Like anon908 I also thought this was llm-generated, but unlike him I thought it was still a worthwhile read.

smitty1e a month ago

> Result: we are ruled by the Unstained Incompetent. The system selects for people whose primary skill is avoiding decisions. These are not the people who will reform the system. They are the people the system was designed to produce.

I'm choosing to translate "the system" here as the entrenched bureaucracy that has grown up in the Western world in the last century.

More patriotic leaders have emerged where elections remain meaningful, and those leaders are ruthlessly attacked by "the system".

Which is an ironically non-passive behavior mode.

eru a month ago

> You try to save them. You fail. They die anyway. Legally: potential liability for negligent rescue. Morally: "why didn't you do it properly?"

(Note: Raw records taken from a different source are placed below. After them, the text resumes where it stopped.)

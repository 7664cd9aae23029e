use std::sync::Once;

/// Filter applied when neither an explicit filter nor `RUST_LOG` is present.
///
/// wgpu and naga are chatty at `info`; keep them at `warn` so per-tile
/// messages from the engine stay readable.
pub const DEFAULT_FILTER: &str = "info,wgpu_core=warn,wgpu_hal=warn,naga=warn";

/// Logger configuration.
///
/// `env_filter` follows the `env_logger` filter syntax (e.g. "info",
/// "pointillist_engine=debug,wgpu=warn").
#[derive(Debug, Clone)]
pub struct LoggingConfig {
    pub env_filter: Option<String>,
    pub write_style: env_logger::WriteStyle,
}

impl Default for LoggingConfig {
    fn default() -> Self {
        Self {
            env_filter: None,
            write_style: env_logger::WriteStyle::Auto,
        }
    }
}

impl LoggingConfig {
    /// Resolves the filter string: explicit filter, then `RUST_LOG`, then [`DEFAULT_FILTER`].
    pub fn resolved_filter(&self) -> String {
        self.env_filter
            .clone()
            .or_else(|| std::env::var("RUST_LOG").ok())
            .unwrap_or_else(|| DEFAULT_FILTER.to_string())
    }
}

static INIT: Once = Once::new();

/// Initializes the global logger once.
///
/// Subsequent calls are ignored.
pub fn init_logging(config: LoggingConfig) {
    INIT.call_once(|| {
        let filter = config.resolved_filter();

        env_logger::Builder::new()
            .parse_filters(&filter)
            .write_style(config.write_style)
            .format_timestamp_millis()
            .init();

        log::debug!("logging initialized (filter: {filter})");
    });
}
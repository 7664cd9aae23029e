/// Initialization parameters for the GPU layer.
#[derive(Debug, Clone)]
pub struct GpuInit {
    /// Prefer an sRGB surface format when available.
    pub prefer_srgb: bool,

    /// Present mode (swap behavior).
    pub present_mode: wgpu::PresentMode,

    /// Optional alpha mode preference for the surface.
    ///
    /// If provided but unsupported on the current surface, a supported mode is selected.
    pub alpha_mode: Option<wgpu::CompositeAlphaMode>,

    /// Required wgpu features. Point rendering needs none.
    pub required_features: wgpu::Features,

    /// Limits requested from the adapter/device.
    ///
    /// Tiles bind one vertex buffer slot per attribute plus the quad, so the
    /// default `max_vertex_buffers` is more than enough.
    pub required_limits: wgpu::Limits,

    /// Desired maximum frame latency for the surface (hint).
    pub desired_maximum_frame_latency: u32,

    /// Power preference used when selecting the adapter.
    pub power_preference: wgpu::PowerPreference,
}

impl Default for GpuInit {
    fn default() -> Self {
        Self {
            prefer_srgb: true,
            present_mode: wgpu::PresentMode::AutoVsync,
            alpha_mode: None,
            required_features: wgpu::Features::empty(),
            required_limits: wgpu::Limits::default(),
            desired_maximum_frame_latency: 2,
            power_preference: wgpu::PowerPreference::HighPerformance,
        }
    }
}
//! Error taxonomy.
//!
//! Not-ready states (schema pending, tile buffer pending) are not errors for
//! the frame loop: buffers surface them as `None`, composition as
//! [`ComposeError::NotReady`]. Out-of-range glyphs never surface at all; the
//! label packer substitutes fallback codes.

use thiserror::Error;

/// Reasons the draw pipeline descriptor could not be built.
#[derive(Debug, Clone, PartialEq, Eq, Error)]
pub enum ComposeError {
    /// The dataset schema has not been reported yet, or is empty.
    #[error("dataset schema is not available yet")]
    NotReady,

    /// A field the pipeline binds is absent from the schema.
    #[error("schema is missing required field `{0}`")]
    MissingField(String),

    /// A bound field has a component count the attribute cannot accept.
    #[error("field `{field}` has {found} components, attribute `{attribute}` expects {expected}")]
    UnsupportedLayout {
        attribute: &'static str,
        field: String,
        expected: usize,
        found: usize,
    },
}

impl ComposeError {
    /// True for the transient "try again next frame" case.
    #[inline]
    pub fn is_not_ready(&self) -> bool {
        matches!(self, ComposeError::NotReady)
    }
}

/// Error returned by [`crate::texture::FontSystem::load_font`].
#[derive(Debug, Clone, Error)]
#[error("font load error: {0}")]
pub struct FontLoadError(pub String);
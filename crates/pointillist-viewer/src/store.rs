use std::cell::{Cell, RefCell};
use std::future::Future;
use std::pin::Pin;
use std::task::{Context, Poll};
use std::time::{Duration, Instant};

use futures::FutureExt;
use rand::rngs::StdRng;
use rand::{Rng, SeedableRng};

use pointillist_engine::coords::Rect;
use pointillist_engine::tile::{
    ElementType, FetchFuture, OrderRange, PointBatch, Schema, TileInfo, TileKey, TileStore,
    LABEL_BUFFER_FIELD, ORDER_INDEX_FIELD, POSITION_FIELD,
};

const WORDS: &[&str] = &[
    "amber", "basalt", "cobalt", "dune", "ember", "fjord", "garnet", "harbor", "iris", "jade",
    "kelp", "lumen", "mesa", "nimbus", "onyx", "prism", "quartz", "russet", "sable", "tundra",
    "umber", "vesper", "willow", "xenon", "yarrow", "zephyr", "café", "naïve", "Ωmega",
];

/// Text column carried with every tile.
pub const NAME_FIELD: &str = "name";

/// Scalar field used for coloring, uniform in `[0, 1]`.
pub const VALUE_FIELD: &str = "value";

/// Options for [`SyntheticStore`].
#[derive(Debug, Clone)]
pub struct SyntheticConfig {
    pub depth: u8,
    pub points_per_tile: usize,
    pub latency: Duration,
    /// Probability that a point fetch fails.
    pub fail_rate: f64,
    /// How long the dataset schema takes to become available.
    pub schema_delay: Duration,
    pub seed: u64,
}

impl Default for SyntheticConfig {
    fn default() -> Self {
        Self {
            depth: 5,
            points_per_tile: 2_000,
            latency: Duration::from_millis(40),
            fail_rate: 0.0,
            schema_delay: Duration::from_millis(200),
            seed: 7,
        }
    }
}

/// In-memory quadtree over `[-1, 1]²` standing in for a remote tile server.
///
/// Tiles are numbered level by level; tile `i` owns ordering indices
/// `[i * n, (i + 1) * n)`, so every child is finer than its parent. Points are
/// generated on fetch from a per-tile seed and arrive after `latency`.
pub struct SyntheticStore {
    config: SyntheticConfig,
    created: Instant,
    rng: RefCell<StdRng>,
    last_hint: Cell<f64>,
}

impl SyntheticStore {
    pub fn new(config: SyntheticConfig) -> Self {
        Self {
            rng: RefCell::new(StdRng::seed_from_u64(config.seed)),
            config,
            created: Instant::now(),
            last_hint: Cell::new(0.0),
        }
    }

    pub fn layout() -> Schema {
        Schema::interleaved([
            ("x", ElementType::Float32),
            ("y", ElementType::Float32),
            (ORDER_INDEX_FIELD, ElementType::Float32),
            (VALUE_FIELD, ElementType::Float32),
            (LABEL_BUFFER_FIELD, ElementType::Float32x4),
        ])
        .with_composite(POSITION_FIELD, "x", ElementType::Float32x2)
    }

    /// Level-order index of `key`.
    fn index(key: TileKey) -> u64 {
        let level_offset = (4u64.pow(u32::from(key.depth)) - 1) / 3;
        let side = 1u64 << key.depth;
        level_offset + u64::from(key.y) * side + u64::from(key.x)
    }

    fn extent(key: TileKey) -> Rect {
        let side = 2.0 / (1u32 << key.depth) as f32;
        Rect::new(-1.0 + key.x as f32 * side, -1.0 + key.y as f32 * side, side, side)
    }

    fn info(&self, key: TileKey) -> TileInfo {
        let n = self.config.points_per_tile as f64;
        let min = Self::index(key) as f64 * n;
        TileInfo::new(key, OrderRange::new(min, min + n)).with_extent(Self::extent(key))
    }

    fn generate(&self, key: TileKey) -> PointBatch {
        let n = self.config.points_per_tile;
        let extent = Self::extent(key);
        let first_ix = self.info(key).ordering.min as f32;
        let mut rng = StdRng::seed_from_u64(self.config.seed ^ Self::index(key));

        let mut floats = Vec::with_capacity(n * 8);
        let mut names = Vec::with_capacity(n);
        for i in 0..n {
            let x = extent.origin.x + rng.r#gen::<f32>() * extent.size.x;
            let y = extent.origin.y + rng.r#gen::<f32>() * extent.size.y;
            floats.extend_from_slice(&[x, y, first_ix + i as f32, rng.r#gen::<f32>()]);
            // Label region is filled in by the renderer.
            floats.extend_from_slice(&[0.0; 4]);
            names.push(WORDS[rng.gen_range(0..WORDS.len())].to_string());
        }

        PointBatch::new(floats).with_text_column(NAME_FIELD, names)
    }
}

impl TileStore for SyntheticStore {
    fn root(&self) -> Option<TileInfo> {
        Some(self.info(TileKey::ROOT))
    }

    fn children(&self, key: TileKey) -> Vec<TileInfo> {
        if key.depth >= self.config.depth {
            return Vec::new();
        }
        key.children().into_iter().map(|k| self.info(k)).collect()
    }

    fn schema(&self) -> Option<Schema> {
        (self.created.elapsed() >= self.config.schema_delay).then(Self::layout)
    }

    fn fetch_points(&self, key: TileKey) -> FetchFuture<PointBatch> {
        let fail = self.rng.borrow_mut().gen_bool(self.config.fail_rate.clamp(0.0, 1.0));
        let batch = (!fail).then(|| self.generate(key));

        Delay::new(self.config.latency)
            .map(move |()| batch.ok_or_else(|| anyhow::anyhow!("simulated fetch failure for tile {key}")))
            .boxed_local()
    }

    fn fetch_schema(&self, _key: TileKey) -> FetchFuture<Schema> {
        Delay::new(self.config.latency)
            .map(|()| Ok(Self::layout()))
            .boxed_local()
    }

    fn prioritize_download_to(&self, budget: f64, corners: Rect) {
        if budget != self.last_hint.get() {
            log::trace!(
                "prefetch hint: budget {budget:.0} within ({:.3}, {:.3})..({:.3}, {:.3})",
                corners.min().x,
                corners.min().y,
                corners.max().x,
                corners.max().y
            );
        }
        self.last_hint.set(budget);
    }
}

/// Resolves once `deadline` has passed.
///
/// There is no timer thread; the future re-arms its waker on every poll and
/// relies on the frame loop polling it again.
struct Delay {
    deadline: Instant,
}

impl Delay {
    fn new(after: Duration) -> Self {
        Self {
            deadline: Instant::now() + after,
        }
    }
}

impl Future for Delay {
    type Output = ();

    fn poll(self: Pin<&mut Self>, cx: &mut Context<'_>) -> Poll<()> {
        if Instant::now() >= self.deadline {
            Poll::Ready(())
        } else {
            cx.waker().wake_by_ref();
            Poll::Pending
        }
    }
}

#[cfg(test)]
mod tests {
    use super::*;

    fn store() -> SyntheticStore {
        SyntheticStore::new(SyntheticConfig {
            depth: 2,
            points_per_tile: 10,
            latency: Duration::ZERO,
            schema_delay: Duration::ZERO,
            ..SyntheticConfig::default()
        })
    }

    #[test]
    fn children_are_finer_than_parents() {
        let store = store();
        let root = store.root().unwrap();
        for child in store.children(root.key) {
            assert!(child.ordering.min >= root.ordering.max);
            for grandchild in store.children(child.key) {
                assert!(grandchild.ordering.min > child.ordering.min);
                assert!(store.children(grandchild.key).is_empty());
            }
        }
    }

    #[test]
    fn fetched_batch_matches_layout() {
        let store = store();
        let key = TileKey::new(1, 1, 0);
        let batch = futures::executor::block_on(store.fetch_points(key)).unwrap();

        let layout = SyntheticStore::layout();
        assert_eq!(layout.point_count(batch.len()), 10);
        assert_eq!(batch.text_column(NAME_FIELD).map(<[String]>::len), Some(10));

        // Points fall inside the tile and carry the tile's ordering indices.
        let extent = SyntheticStore::extent(key);
        let min = store.info(key).ordering.min as f32;
        for (i, record) in batch.floats().chunks(8).enumerate() {
            assert!(record[0] >= extent.min().x && record[0] <= extent.max().x);
            assert_eq!(record[2], min + i as f32);
        }
    }

    #[test]
    fn always_failing_store_reports_errors() {
        let store = SyntheticStore::new(SyntheticConfig {
            fail_rate: 1.0,
            latency: Duration::ZERO,
            ..SyntheticConfig::default()
        });
        let result = futures::executor::block_on(store.fetch_points(TileKey::ROOT));
        assert!(result.is_err());
    }
}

> You try to save them. You succeed, but break their rib doing CPR. Legally: they can sue you. Morally: "was that level of force really necessary?"

Many countries have legal safeguards against these kinds of suits.

> You watch someone drown. You do nothing. Legally: no liability. Morally: "tragic, but not your fault."

And many countries have legal safeguards against not helping.

eknsOP a month ago

Author here. Thanks for the corrections.

I revised the essay, my priors were off. Added Good Samaritan data (zero successful CPR lawsuits in 30 years), duty-to-rescue statutes across Europe, and a new section on self-defense showing the trap cuts across Common Law/Civil Law (UK restrictive, Germany/Poland permissive).

Apreche a month ago

I know this article is focusing on legal responsibility, but if you are going to consider moral culpability for inaction you must also factor in capability.

If a very weak person does not have the strength to perform CPR, they should not feel guilty for failing to perform it.

You also have to consider the costs involved. Somewhere out there is a homeless person who is going to die in the cold tonight. I’m not vastly wealthy, but I could afford to save them if I dropped everything I was doing, searched for them, and found them in time. It is in my power to save them, but at great personal expense. Therefore, I do not hold myself morally responsible for not doing so.

Now consider the billionaire. By merely uttering the command, the smallest effort, they could feed, house, provide medical care, and educate an enormous number of people in poverty. Remember what Uncle Ben said. With great power comes great responsibility. The blood is on their hands.